Si yo llego hoy a clase, explico a mis alumnos el contenido de este proyecto de ley y les pido que le otorguen un nombre, todos o casi todos me van a decir lo obvio: es una ley que da poder a la minoría, una ley minoritaria. Ellos ven la realidad y la nombran sin intermediarios. Que el Gobierno utilice la expresión “ley de elección directa de alcaldes” para referirse a su proyecto es pura manipulación lingüística, como lo es denominar “impulso aventurero” al exilio laboral de buena parte de la juventud de este país o “movilidad exterior” a la fuga de cerebros. “Ley de elección minoritaria de alcaldes” sería el nombre obvio. El que pronunciaría el niño frente al emperador desnudo.

Pero, ay, hace tiempo que aquí ya no miramos la realidad con la frescura de los niños, como demuestra la curiosa relación que este país mantiene con la noción de “consenso”. Según se afirma por doquier, lo verdaderamente imperdonable de esta ley es que se ha hecho sin consenso. Pero mucho me temo que es todo lo contrario. Lo peor es que, si hubiera habido consenso entre los dos grandes, al parecer no hubiera habido problemas. Una creencia que constituye una anomalía democrática muy arraigada entre nosotros y que haríamos bien en revisar.

En esta pobre democracia en la que transitamos sin fin se presupone erróneamente que lo importante no es lo acordado, sino que sean muchos los que se ponen de acuerdo. Pero que exista “consenso” (en realidad lo que se quiere decir es “mayoría amplia”, pero en fin) con respecto a una ley no la convierte en democrática. Hace falta, antes de eso, que su contenido no pisotee derechos fundamentales. Derechos que se identifican con la esencia misma de la democracia y que ninguna ley puede lesionar.
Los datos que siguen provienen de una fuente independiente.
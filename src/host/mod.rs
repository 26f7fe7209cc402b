//! Chart Host Interface Module
//!
//! The overlay never draws on its own. Everything it needs from the hosting
//! chart widget is expressed as a small set of capabilities:
//!
//! - **Viewport**: visible vertical range, view height, view→scene mapping
//! - **Scene membership**: add/remove paintable items
//! - **Range-change subscription**: callbacks fired on pan/zoom
//! - **Label primitive**: formatted text with a pluggable anchor rule
//! - **Level-line primitive**: horizontal line at a price level
//!
//! All callbacks are dispatched synchronously on the host's single event
//! loop, so shared state uses `Rc<RefCell<_>>` rather than locks.
//!
//! # Testing
//!
//! [`mock`] provides a headless host:
//!
//! ```rust
//! use pp_overlay::host::{mock::MockChart, ChartView, Point};
//!
//! let chart = MockChart::new(0.0, 100.0, 200.0, 800.0);
//! assert_eq!(chart.map_from_view(Point::new(0.0, 50.0)).y, 100.0);
//! ```

pub mod mock;
mod traits;
mod types;

pub use traits::{ChartHost, ChartView, GraphicsItem, Label, LevelLine};
pub use types::{
    format_fields, AnchorRule, Color, ItemId, LabelSpec, LineOptions, Point, RangeCallback, Rect,
    Size, SubscriptionId,
};
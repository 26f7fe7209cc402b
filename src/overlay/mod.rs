//! Position Overlay Module
//!
//! Draws a live position ("pp") on a price chart:
//!
//! - a [`LevelMarker`] arrow at the average entry price, pinned to the view
//!   edge when that price is scrolled out of range
//! - a level line across the chart at the same price
//! - a "pp" label pinned to the marker and an entry size label beside it
//!
//! # Update flow
//!
//! - Position messages go through [`PositionTracker::update`], which mutates
//!   the snapshot and runs the level line state machine
//! - The marker pulls its level through a read accessor on every paint and
//!   range change, so it always reflects the current line level
//!
//! # Example
//!
//! ```rust
//! use std::rc::Rc;
//! use pp_overlay::host::mock::MockChart;
//! use pp_overlay::overlay::{MarkerStyle, PositionTracker};
//! use pp_overlay::position::PositionMsg;
//!
//! let chart = Rc::new(MockChart::new(90.0, 110.0, 400.0, 800.0));
//! let mut tracker = PositionTracker::new(chart, "XBTUSD");
//!
//! tracker.update(&PositionMsg::new(100.0, 5.0));
//! assert_eq!(tracker.level(), 100.0);
//! assert_eq!(tracker.marker().style(), Some(MarkerStyle::Up));
//!
//! tracker.update(&PositionMsg::new(100.0, 0.0));
//! assert!(!tracker.has_line());
//! ```

mod anchors;
mod marker;
mod tracker;

pub use anchors::{gpath_pin, marker_right_points, MarkerAnchors, PinLocation, DEFAULT_MARKER_SIZE};
pub use marker::{LevelFn, LevelMarker, MarkerGeometry, MarkerStyle};
pub use tracker::{LineState, PositionTracker, TrackerSnapshot};
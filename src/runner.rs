use std::io::BufRead;
use std::path::Path;
use std::rc::Rc;

use chrono::{DateTime, Utc};
use log::{debug, info, warn};
use serde::Deserialize;
use uuid::Uuid;

use crate::config::Settings;
use crate::errors::{OverlayError, OverlayResult};
use crate::host::mock::MockChart;
use crate::overlay::{PositionTracker, TrackerSnapshot};
use crate::position::{FillRecord, PositionMsg};

/// One line of a replay file
#[derive(Debug, Clone, PartialEq, Deserialize)]
#[serde(tag = "type", rename_all = "snake_case")]
pub enum ReplayEvent {
    /// Broker position update
    Position(PositionMsg),
    /// Execution record appended to the position history
    Fill {
        size: f64,
        price: f64,
        #[serde(default)]
        oid: Option<Uuid>,
        #[serde(default)]
        time: Option<DateTime<Utc>>,
    },
    /// Pan/zoom the view to a new vertical range
    View { y_min: f64, y_max: f64 },
    /// Plain paint cycle
    Paint,
}

/// Replays position and view events through a tracker on a headless chart
pub struct ReplayRunner {
    config: Settings,
}

impl ReplayRunner {
    /// Create a new runner from a configuration file
    pub fn new(config_path: impl AsRef<Path>) -> OverlayResult<Self> {
        let config = Settings::new(&config_path.as_ref().to_string_lossy())?;
        Ok(Self { config })
    }

    pub fn from_settings(config: Settings) -> Self {
        Self { config }
    }

    pub fn settings(&self) -> &Settings {
        &self.config
    }

    /// Initialise env_logger, defaulting RUST_LOG to the configured level
    pub fn init_logging(&self) {
        env_logger::Builder::from_env(
            env_logger::Env::default().default_filter_or(self.config.log.level.as_str()),
        )
        .try_init()
        .ok();
    }

    /// Run every event in `input` and return one snapshot per applied event
    ///
    /// Blank lines and lines starting with `#` are skipped.
    pub fn run<R: BufRead>(&self, symbol: &str, input: R) -> OverlayResult<Vec<TrackerSnapshot>> {
        let view = &self.config.view;
        let chart = Rc::new(
            MockChart::new(view.y_min, view.y_max, view.height, view.right_axis_x)
                .with_l1_line_len(view.l1_line_len),
        );
        let mut tracker =
            PositionTracker::with_config(chart.clone(), symbol, self.config.overlay.clone());

        info!("Replaying events for {}...", symbol);
        let mut snapshots = Vec::new();

        for (idx, line) in input.lines().enumerate() {
            let line_no = idx + 1;
            let line = line?;
            let line = line.trim();
            if line.is_empty() || line.starts_with('#') {
                continue;
            }

            let event: ReplayEvent = serde_json::from_str(line).map_err(|source| {
                OverlayError::Json {
                    line: line_no,
                    source,
                }
            })?;

            match event {
                ReplayEvent::Position(msg) => {
                    if let Some(other) = msg.symbol.as_deref().filter(|s| *s != symbol) {
                        warn!("line {}: skipping position for {}", line_no, other);
                        continue;
                    }
                    tracker.update(&msg);
                }
                ReplayEvent::Fill {
                    size,
                    price,
                    oid,
                    time,
                } => {
                    let mut fill = FillRecord::new(size, price);
                    if let Some(oid) = oid {
                        fill.oid = oid;
                    }
                    if let Some(time) = time {
                        fill.time = time;
                    }
                    tracker.record_fill(fill);
                }
                ReplayEvent::View { y_min, y_max } => {
                    if y_min >= y_max {
                        return Err(OverlayError::InvalidEvent {
                            line: line_no,
                            reason: format!("empty view range [{}, {}]", y_min, y_max),
                        });
                    }
                    chart.set_view_range(y_min, y_max);
                }
                ReplayEvent::Paint => {}
            }

            chart.paint();
            let snapshot = tracker.snapshot();
            debug!("line {}: {:?}", line_no, snapshot);
            snapshots.push(snapshot);
        }

        info!("Replay finished: {} snapshots", snapshots.len());
        Ok(snapshots)
    }
}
Pongamos un ejemplo. Si el 98,5% de blancos decidimos negar el derecho de sufragio al 1,5% de los negros, eso no será democrático por muy amplio que sea tal “consenso”. El derecho al voto está antes de la propia votación y no puede someterse a ella, y por eso lo normal es que se encuentre protegido constitucionalmente, esto es, frente a los posibles desmanes del Gobierno de turno. Es lo que ocurre en las democracias avanzadas, aunque no en la nuestra. Y, de la misma manera que todos han de poder votar, es de cajón que el resultado de la elección ha de reflejar el sentir de la mayoría… no de la minoría. Porque, de nuevo, si es la minoría la que gana, entonces eso no es democracia. Es lo contrario, por mucho consenso que le echemos.

Así que no es cuestión de consenso, es cuestión de esencia. De esencia democrática y de semántica elemental. La minoría no puede gobernar, la democracia no es eso. Si no tenemos –a derecha y a izquierda– las ideas claras y los vocablos precisos, la profecía de Aigor se cumplirá y todo empeorará sin remedio. En las siguientes elecciones municipales no pocas minorías gobernarán y no pocas mayorías se verán relegadas al papel de oposición. Y todo ello con la ley en la mano. Será ley, pero no democracia. Con o sin consenso, es el mundo al revés.